We believe that some things a person should go through the steps of learning and discovery on their own. They should not be written down or passed to others because they won’t learn what they are supposed to learn by discovering the Truth on their own. The journey, in many cases, is as or more important than the destination.
This does not mean that Obeah people never teach or share. Indeed, we are often very generous with laypersons in giving information that will help them in their daily lives. We may also share information with people who have reached a certain level and deserve the knowledge.
Though Obeah is very closely connected to the Yoruba style of Vodun, there are a few distinct differences. It does not rely on a strict hereditary priesthood, and it incorporates methods and techniques from other belief systems. The basic philosophy is that all people are children of Yemaya (or how ever one’s tradition personifies the spiritual essence of Water), regardless of the place they are born. So as long as a technique is sound and it works, it can be used to get the job done.
Rather than sticking to a limited tradition, it draws from all. This is one reason why Obeah people are sometimes feared and sometimes looked down upon by practitioners of more ethnocentric traditions. Yes, we do draw from many sources but this is only because we come from a variety of sources. We do our best to respect all of them because to mess this up and mix things haphazardly is a good way to alienate and anger forces of Nature. Granted, we can’t even allow ourselves to really think of the spirits’ anger as anger in the way that humans think of it. It isn’t a feeling for them. It is like a reflex that if you mess this up in the physical realm, things fall like dominoes.
We are used to navigating this balance very carefully, but I have to admit, personally, I can totally understand the fear and worry someone who isn’t familiar with how we go about things may have about our practices. It is not easy. We make it look easy for flair and theater, but it is a like dancing on a Universe sized spider’s web with atom sized strings, trying not to get stuck or tangled up somewhere. We have to operate with extreme levels of respect.
Another reason for the fear is some true and some false tales of what Obeah people do to accomplish their goals. The use of psychoactive plants is one of the truths. We do use a variety of herbs for healing and for trance. Some are less concerned about legality than others. Most of us avoid the “poison path” though. Some of us even have spiritual practices around our medication. If you’ve seen someone from the islands do a little hand gesture before they smoke a cigarette, that’s what that is.
There is also concern about the use of blood in ceremony and the creation of talismans. Some would call what is done to sacrificed animals before they are dispatched, cruelty. Though I personally don’t practice cruelty to animals, and have any slaughtering done by a priest of Ogun or a shochet (a Jewish kosher slaughterer), some others are not so careful.
Then finally, there is the use of death curses. Many believe that death curses are a normal thing in Obeah. It is and it isn’t. I’ll explain. It is normal in that there are Obeah people who do them. It’s just that it’s not something that is done normally. A death curse is not something that is done without thought or regard for the consequences.

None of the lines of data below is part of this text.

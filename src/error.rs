//! Error types for `tickstate`
//!
//! The engine reports content-authoring mistakes as [`MachineError`]s (always
//! logged as well as returned), user lifecycle faults as [`StateError`]s, and
//! simulation definition problems as [`ConfigError`]s. The binary folds all
//! of them into [`TickstateError`] for exit code mapping.

use std::path::PathBuf;
use thiserror::Error;

use crate::fsm::StateId;

// ============================================================================
// Exit Codes
// ============================================================================

/// Exit codes for `tickstate` CLI operations.
pub struct ExitCode;

impl ExitCode {
    /// Successful execution
    pub const SUCCESS: i32 = 0;

    /// General error
    pub const ERROR: i32 = 1;

    /// Definition error (invalid YAML, validation failure)
    pub const CONFIG_ERROR: i32 = 2;

    /// I/O error (file not found, permission denied)
    pub const IO_ERROR: i32 = 3;

    /// Machine error (unknown state, lifecycle fault during a run)
    pub const MACHINE_ERROR: i32 = 5;

    /// Usage error (invalid arguments, missing required options)
    pub const USAGE_ERROR: i32 = 64;

    /// Interrupted by SIGINT (Ctrl+C)
    pub const INTERRUPTED: i32 = 130;

    /// Terminated by SIGTERM
    pub const TERMINATED: i32 = 143;
}

// ============================================================================
// Top-Level Error
// ============================================================================

/// Top-level error type for `tickstate` operations.
#[derive(Debug, Error)]
pub enum TickstateError {
    /// Definition loading or validation error
    #[error(transparent)]
    Config(#[from] ConfigError),

    /// State machine error
    #[error(transparent)]
    Machine(#[from] MachineError),

    /// I/O error
    #[error("I/O error: {0}")]
    Io(#[from] std::io::Error),

    /// JSON serialization error
    #[error("JSON error: {0}")]
    Json(#[from] serde_json::Error),

    /// YAML parsing error
    #[error("YAML error: {0}")]
    Yaml(#[from] serde_yaml::Error),
}

impl TickstateError {
    /// Returns the appropriate exit code for this error.
    #[must_use]
    pub const fn exit_code(&self) -> i32 {
        match self {
            Self::Config(_) | Self::Json(_) | Self::Yaml(_) => ExitCode::CONFIG_ERROR,
            Self::Machine(_) => ExitCode::MACHINE_ERROR,
            Self::Io(_) => ExitCode::IO_ERROR,
        }
    }
}

// ============================================================================
// Machine Errors
// ============================================================================

/// Registration and control errors raised by [`crate::fsm::StateMachine`].
///
/// Every variant is also logged at the point it is raised, so callers that
/// discard the result still leave a trace of the authoring mistake.
#[derive(Debug, Error)]
pub enum MachineError {
    /// A state id that is not registered on this machine
    #[error("unknown state '{id}'{}", did_you_mean(.suggestion.as_ref()))]
    UnknownState {
        /// The id that was looked up
        id: StateId,
        /// Closest registered id, if any is similar enough
        suggestion: Option<StateId>,
    },

    /// `start` was called on a machine with no registered states
    #[error("machine '{machine}' has no states to start in")]
    NoStates {
        /// Machine name
        machine: String,
    },

    /// `start` was called on a machine that is already running
    #[error("machine '{machine}' is already running")]
    AlreadyRunning {
        /// Machine name
        machine: String,
    },

    /// A control operation requires a running machine
    #[error("machine '{machine}' is not running")]
    NotRunning {
        /// Machine name
        machine: String,
    },

    /// A state's enter or exit logic failed; the machine is halted
    #[error("state '{state}' faulted: {source}")]
    LifecycleFault {
        /// The state whose lifecycle failed
        state: StateId,
        /// The underlying fault
        #[source]
        source: StateError,
    },
}

fn did_you_mean(suggestion: Option<&StateId>) -> String {
    suggestion.map_or_else(String::new, |s| format!(" (did you mean '{s}'?)"))
}

// ============================================================================
// State Lifecycle Errors
// ============================================================================

/// Errors returned from (or synthesized around) user state lifecycle code.
#[derive(Debug, Clone, PartialEq, Eq, Error)]
pub enum StateError {
    /// User logic reported a failure
    #[error("{0}")]
    Failed(String),

    /// The surrounding session was cancelled; not a fault
    #[error("cancelled")]
    Cancelled,

    /// User logic panicked
    #[error("panicked: {0}")]
    Panicked(String),

    /// The state is still held by another lifecycle call
    #[error("state '{0}' is busy with another lifecycle call")]
    Busy(StateId),
}

impl StateError {
    /// Convenience constructor for [`StateError::Failed`].
    #[must_use]
    pub fn failed(message: impl Into<String>) -> Self {
        Self::Failed(message.into())
    }

    /// Returns `true` for cancellation, which is a normal early termination.
    #[must_use]
    pub const fn is_cancelled(&self) -> bool {
        matches!(self, Self::Cancelled)
    }
}

// ============================================================================
// Configuration Errors
// ============================================================================

/// Machine definition loading and validation errors.
#[derive(Debug, Error)]
pub enum ConfigError {
    /// YAML parsing failed
    #[error("parse error in {path}: {message}")]
    ParseError {
        /// Path to the definition file
        path: PathBuf,
        /// Line number where the error occurred (if available)
        line: Option<usize>,
        /// Error message from the parser
        message: String,
    },

    /// Definition validation failed
    #[error("validation failed for {path}")]
    ValidationError {
        /// Path to the definition file
        path: String,
        /// List of validation issues found
        errors: Vec<ValidationIssue>,
    },

    /// Referenced definition file not found
    #[error("file not found: {path}")]
    MissingFile {
        /// Path to the missing file
        path: PathBuf,
    },

    /// Field has an invalid value
    #[error("invalid value for '{field}': got '{value}', expected {expected}")]
    InvalidValue {
        /// Name of the field with invalid value
        field: String,
        /// The actual value provided
        value: String,
        /// Description of what was expected
        expected: String,
    },

    /// Environment variable referenced in the definition is not set
    #[error("environment variable '{var}' not set (referenced at {location})")]
    EnvVarNotSet {
        /// Name of the environment variable
        var: String,
        /// Location in the definition where it was referenced
        location: String,
    },
}

// ============================================================================
// Validation Types
// ============================================================================

/// A single validation issue found during definition validation.
#[derive(Debug, Clone)]
pub struct ValidationIssue {
    /// Path to the problematic field (e.g., "transitions[2].to")
    pub path: String,
    /// Description of the validation issue
    pub message: String,
    /// Severity level of the issue
    pub severity: Severity,
}

impl std::fmt::Display for ValidationIssue {
    fn fmt(&self, f: &mut std::fmt::Formatter<'_>) -> std::fmt::Result {
        let prefix = match self.severity {
            Severity::Error => "error",
            Severity::Warning => "warning",
        };
        write!(f, "{}: {} at {}", prefix, self.message, self.path)
    }
}

/// Severity level for validation issues.
#[derive(Debug, Clone, Copy, PartialEq, Eq)]
pub enum Severity {
    /// Error - prevents the definition from being used
    Error,
    /// Warning - potential issue that does not prevent loading
    Warning,
}

// ============================================================================
// Result Type Alias
// ============================================================================

/// Result type alias for `tickstate` operations.
pub type Result<T> = std::result::Result<T, TickstateError>;

// ============================================================================
// Tests
// ============================================================================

Though Obeah practitioners do not have a uniform religion per se, we all believe that no human is stronger than Nature itself, and that every action has consequences. Just as unjustified killing with your hands will bring the wrath of that person’s family, law enforcement, and the Spirits, unjustified killing with a curse will as well. There is a high price even for unjustified ill will, so for a conscious curse, the price is even higher.
There are many perspectives about Obeah and many articles about what it is. Everybody has their view. The important thing to remember about it though is that though it is very individualist, the basis of it is Mami Wata. Obeah could be defined as eclectic Vodun in the West Indian diaspora, but more the practical using local resources than a religion/tradition. It is not however, the same tradition as west African Vodun. It is its own unique approach to African diaspora spirituality born from the Caribbean.